Volunteers have been holding this event for 22 years now, and Metropolitan Environmental Trust's director is hoping one day there will be a building where you can take these items all the time.
"We have recycling centers and we're proud of our collection of newspapers and milk jugs, but this saves lives, this is a significant environmental thing for Tulsa," Michael Patton said.
More than 2,000 cars came through the lanes at the Tulsa Fairgrounds to get rid of chemicals you can't throw away at home.
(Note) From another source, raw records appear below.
// this_file: crates/fontsel-api/src/selector.rs

//! The selector context: UI-facing entry points guarded by an [`UpdateGate`].
//!
//! Each entry point is an explicit command a host adapter calls in response
//! to a property write (family index, variant, favorite flag). When the gate
//! is suppressed, every entry point returns [`UpdateOutcome::Suppressed`]
//! without touching the cache, the favorites document or any entity.

use fontsel_core::{
    FamilyCatalog, FavoriteStore, FileSystem, FontData, FontHandle, FontLoader, FontResource,
    FontselError, PropagationReport, ResourceCache, Result, SelectorConfig, SelectorState,
    Selection, SyncEngine, TextEntity, UpdateGate,
};
use std::sync::Arc;

/// What a guarded entry point did.
#[derive(Debug, Clone, PartialEq, Eq)]
pub enum UpdateOutcome {
    /// The font was resolved and propagated
    Applied(PropagationReport),
    /// The favorite flag changed and was persisted
    FavoriteChanged { family: String, favorite: bool },
    /// The active entity no longer has a family selected
    Deselected,
    /// Nothing to switch to
    Unchanged,
    /// Another update is in progress; nothing happened
    Suppressed,
}

/// Cycling direction for [`FontSelector::switch_family`] and
/// [`FontSelector::switch_variant`].
#[derive(Debug, Clone, Copy, PartialEq, Eq)]
pub enum Direction {
    Next,
    Previous,
}

impl Direction {
    fn step(self, position: Option<usize>, len: usize) -> usize {
        match (self, position) {
            (Direction::Next, Some(p)) => (p + 1) % len,
            (Direction::Previous, Some(p)) => (p + len - 1) % len,
            (Direction::Next, None) => 0,
            (Direction::Previous, None) => len - 1,
        }
    }
}

/// One line of the family list as the UI shows it.
#[derive(Debug, Clone, PartialEq, Eq)]
pub struct FamilyRow<'a> {
    pub index: usize,
    pub name: &'a str,
    /// Favorite icon, only when the entity shows favorites
    pub favorite: bool,
    /// Multi-component icon, only when the entity shows it
    pub multi_component: bool,
}

/// Selector context owning the catalog, the resource cache and the gate.
pub struct FontSelector {
    config: SelectorConfig,
    catalog: FamilyCatalog,
    cache: ResourceCache,
    gate: Arc<UpdateGate>,
    favorites: FavoriteStore,
}

impl FontSelector {
    /// Build a selector over `catalog`, syncing favorite flags with the
    /// persisted document.
    pub fn new(
        config: SelectorConfig,
        mut catalog: FamilyCatalog,
        loader: Arc<dyn FontLoader>,
        fs: Arc<dyn FileSystem>,
    ) -> Self {
        let favorites = FavoriteStore::new(config.favorites_path());
        catalog.apply_favorites(&favorites.load());
        Self {
            config,
            catalog,
            cache: ResourceCache::new(loader, fs),
            gate: Arc::new(UpdateGate::new()),
            favorites,
        }
    }

    /// Register the always-present default resource under the configured name.
    pub fn register_builtin(&mut self, data: FontData) -> FontHandle {
        self.cache.insert_builtin(FontResource::new(
            self.config.default_font_name.as_str(),
            "<builtin>",
            data,
        ))
    }

    pub fn config(&self) -> &SelectorConfig {
        &self.config
    }

    pub fn catalog(&self) -> &FamilyCatalog {
        &self.catalog
    }

    pub fn cache(&self) -> &ResourceCache {
        &self.cache
    }

    pub fn favorites(&self) -> &FavoriteStore {
        &self.favorites
    }

    /// Shared handle on the gate, for host callbacks that must observe it.
    pub fn gate(&self) -> Arc<UpdateGate> {
        Arc::clone(&self.gate)
    }

    /// Select family `index` on `active` (or clear the selection with `None`)
    /// and apply its first variant.
    pub fn select_family<'e, A, E, I>(
        &mut self,
        active: &mut A,
        cohort: I,
        index: Option<usize>,
    ) -> Result<UpdateOutcome>
    where
        A: TextEntity + ?Sized,
        E: TextEntity + ?Sized + 'e,
        I: IntoIterator<Item = &'e mut E>,
    {
        if self.cancelled("family selection") {
            return Ok(UpdateOutcome::Suppressed);
        }
        let Some(index) = index else {
            active.state_mut().family_index = None;
            return Ok(UpdateOutcome::Deselected);
        };

        let first = self.catalog.first_variant(index)?.to_owned();
        self.apply_variant(active, cohort, index, &first)
    }

    /// Apply `variant` of the active entity's current family.
    pub fn select_variant<'e, A, E, I>(
        &mut self,
        active: &mut A,
        cohort: I,
        variant: &str,
    ) -> Result<UpdateOutcome>
    where
        A: TextEntity + ?Sized,
        E: TextEntity + ?Sized + 'e,
        I: IntoIterator<Item = &'e mut E>,
    {
        if self.cancelled("variant selection") {
            return Ok(UpdateOutcome::Suppressed);
        }
        let index = active
            .state()
            .family_index
            .ok_or(FontselError::NoFamilySelected)?;
        self.apply_variant(active, cohort, index, variant)
    }

    /// Move to the next/previous family visible under the entity's filter.
    pub fn switch_family<'e, A, E, I>(
        &mut self,
        active: &mut A,
        cohort: I,
        direction: Direction,
    ) -> Result<UpdateOutcome>
    where
        A: TextEntity + ?Sized,
        E: TextEntity + ?Sized + 'e,
        I: IntoIterator<Item = &'e mut E>,
    {
        if self.cancelled("family switch") {
            return Ok(UpdateOutcome::Suppressed);
        }
        let visible = self.catalog.filter(&active.state().filter);
        if visible.is_empty() {
            return Ok(UpdateOutcome::Unchanged);
        }
        let current = active
            .state()
            .family_index
            .and_then(|index| visible.iter().position(|&v| v == index));
        let target = visible[direction.step(current, visible.len())];
        self.select_family(active, cohort, Some(target))
    }

    /// Move to the next/previous variant of the current family.
    pub fn switch_variant<'e, A, E, I>(
        &mut self,
        active: &mut A,
        cohort: I,
        direction: Direction,
    ) -> Result<UpdateOutcome>
    where
        A: TextEntity + ?Sized,
        E: TextEntity + ?Sized + 'e,
        I: IntoIterator<Item = &'e mut E>,
    {
        if self.cancelled("variant switch") {
            return Ok(UpdateOutcome::Suppressed);
        }
        let index = active
            .state()
            .family_index
            .ok_or(FontselError::NoFamilySelected)?;
        let variants = self.catalog.variants_of(index)?;
        if variants.is_empty() {
            return Ok(UpdateOutcome::Unchanged);
        }
        let current = active
            .state()
            .variant
            .as_deref()
            .and_then(|name| variants.iter().position(|v| *v == name));
        let target = variants[direction.step(current, variants.len())].to_owned();
        self.apply_variant(active, cohort, index, &target)
    }

    /// Set the favorite flag of family `index` and persist it.
    ///
    /// If the document cannot be written the flag is rolled back, so memory
    /// and storage never diverge.
    pub fn toggle_favorite(&mut self, index: usize, favorite: bool) -> Result<UpdateOutcome> {
        if self.cancelled("favorite update") {
            return Ok(UpdateOutcome::Suppressed);
        }
        let _guard = self.gate.suppress();

        let family = self.catalog.family(index)?;
        let name = family.name.clone();
        let previous = family.favorite;
        log::debug!("Updating favorite {} -> {}", name, favorite);

        self.catalog.set_favorite(index, favorite)?;
        match self.favorites.toggle_favorite(&name, favorite) {
            Ok(set) => {
                self.catalog.apply_favorites(&set);
                Ok(UpdateOutcome::FavoriteChanged {
                    family: name,
                    favorite,
                })
            }
            Err(e) => {
                log::warn!("Favorite change for {} rolled back: {}", name, e);
                self.catalog.set_favorite(index, previous)?;
                Err(e)
            }
        }
    }

    /// Recover an entity's index and variant from its relink identifiers.
    ///
    /// Returns false when the family (or variant) is no longer catalogued; the
    /// index is then cleared but the relink identifiers are kept.
    pub fn relink<E: TextEntity + ?Sized>(&self, entity: &mut E) -> bool {
        let _guard = self.gate.suppress();

        let Some((family_name, variant)) = entity
            .state()
            .relink_pair()
            .map(|(f, v)| (f.to_owned(), v.to_owned()))
        else {
            return false;
        };

        let state = entity.state_mut();
        match self.catalog.find_family(&family_name) {
            Some(index) => {
                let family = &self.catalog.families()[index];
                state.family_index = Some(index);
                if family.variant(&variant).is_some() {
                    state.variant = Some(variant);
                    true
                } else {
                    log::debug!("Variant {} of {} is gone", variant, family_name);
                    state.variant = family.variants.first().map(|v| v.name.clone());
                    false
                }
            }
            None => {
                log::debug!("Family {} is gone, clearing selection", family_name);
                state.family_index = None;
                state.variant = None;
                false
            }
        }
    }

    /// Install a re-scanned catalog, re-apply persisted favorites and relink
    /// `entities`. Returns how many entities recovered their selection.
    pub fn reload_catalog<'e, E, I>(&mut self, mut catalog: FamilyCatalog, entities: I) -> usize
    where
        E: TextEntity + ?Sized + 'e,
        I: IntoIterator<Item = &'e mut E>,
    {
        catalog.apply_favorites(&self.favorites.load());
        self.catalog = catalog;
        let relinked = entities
            .into_iter()
            .map(|entity| self.relink(entity))
            .filter(|found| *found)
            .count();
        log::info!(
            "Catalog reloaded ({} families, {} entities relinked)",
            self.catalog.len(),
            relinked
        );
        relinked
    }

    /// Indices of the families the entity's filter keeps.
    pub fn visible_families(&self, state: &SelectorState) -> Vec<usize> {
        self.catalog.filter(&state.filter)
    }

    /// Rows for the family list, honouring the entity's filter and icon toggles.
    pub fn family_rows(&self, state: &SelectorState) -> Vec<FamilyRow<'_>> {
        self.visible_families(state)
            .into_iter()
            .map(|index| {
                let family = &self.catalog.families()[index];
                FamilyRow {
                    index,
                    name: family.name.as_str(),
                    favorite: state.display.show_favorite && family.favorite,
                    multi_component: state.display.show_multi_component
                        && family.multi_component(),
                }
            })
            .collect()
    }

    fn cancelled(&self, what: &str) -> bool {
        let suppressed = self.gate.is_suppressed();
        if suppressed {
            log::debug!("{} cancelled, another update is in progress", what);
        }
        suppressed
    }

    /// Resolve first, mutate only on success.
    fn apply_variant<'e, A, E, I>(
        &mut self,
        active: &mut A,
        cohort: I,
        index: usize,
        variant: &str,
    ) -> Result<UpdateOutcome>
    where
        A: TextEntity + ?Sized,
        E: TextEntity + ?Sized + 'e,
        I: IntoIterator<Item = &'e mut E>,
    {
        let family = self.catalog.family(index)?;
        let target = self.catalog.variant(index, variant)?;
        let selection = Selection {
            family_index: index,
            family_name: family.name.clone(),
            variant: target.name.clone(),
        };

        let handle = self.cache.resolve(target).map_err(|e| {
            log::debug!(
                "Update cancelled, unable to get font file for {} {}",
                selection.family_name,
                selection.variant
            );
            e
        })?;

        let report = SyncEngine::new(&mut self.cache, &self.gate)
            .clear_type_slots(self.config.remove_existing_type_fonts)
            .apply_font_change(&handle, &selection, active, cohort);
        Ok(UpdateOutcome::Applied(report))
    }
}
Metropolitan Environmental Trust has 12 locations throughout Tulsa County, but the drive-up collection events allow homeowners to take harmful chemicals and have them disposed properly.
For MET's executive director, collection events like this can cost him $100,000.
He would like to make hazardous chemical drop offs like this one permanent.
"We're trying to raise money to build a building to do this every weekend of the year, but we just haven't got that money yet, so we're just a poor non-profit," Patton said.
Volunteers with MET collected everything from paint thinner to medication this weekend.
"Just let it pile up ‘til you figure out something to do with it," Tim Hannis said. "Now they got some place to put it, so it's good for everybody."
Patton said, "A lot of these materials can be reused by us so we try to recycle all we can, but we're getting thousands of gallons of stuff today."
Gloria Arias dropped off paint thinner and a car battery.
It took people around 30 minutes to get through the line, for some homeowners, it was worth the wait.
"It's a great service for the community, and I think we all need to be mindful of our environment and taking care of it," Stephen Mace said.
If you missed this weekend's collection event, don't worry, they'll have another one this year.
It will be held the weekend after Halloween.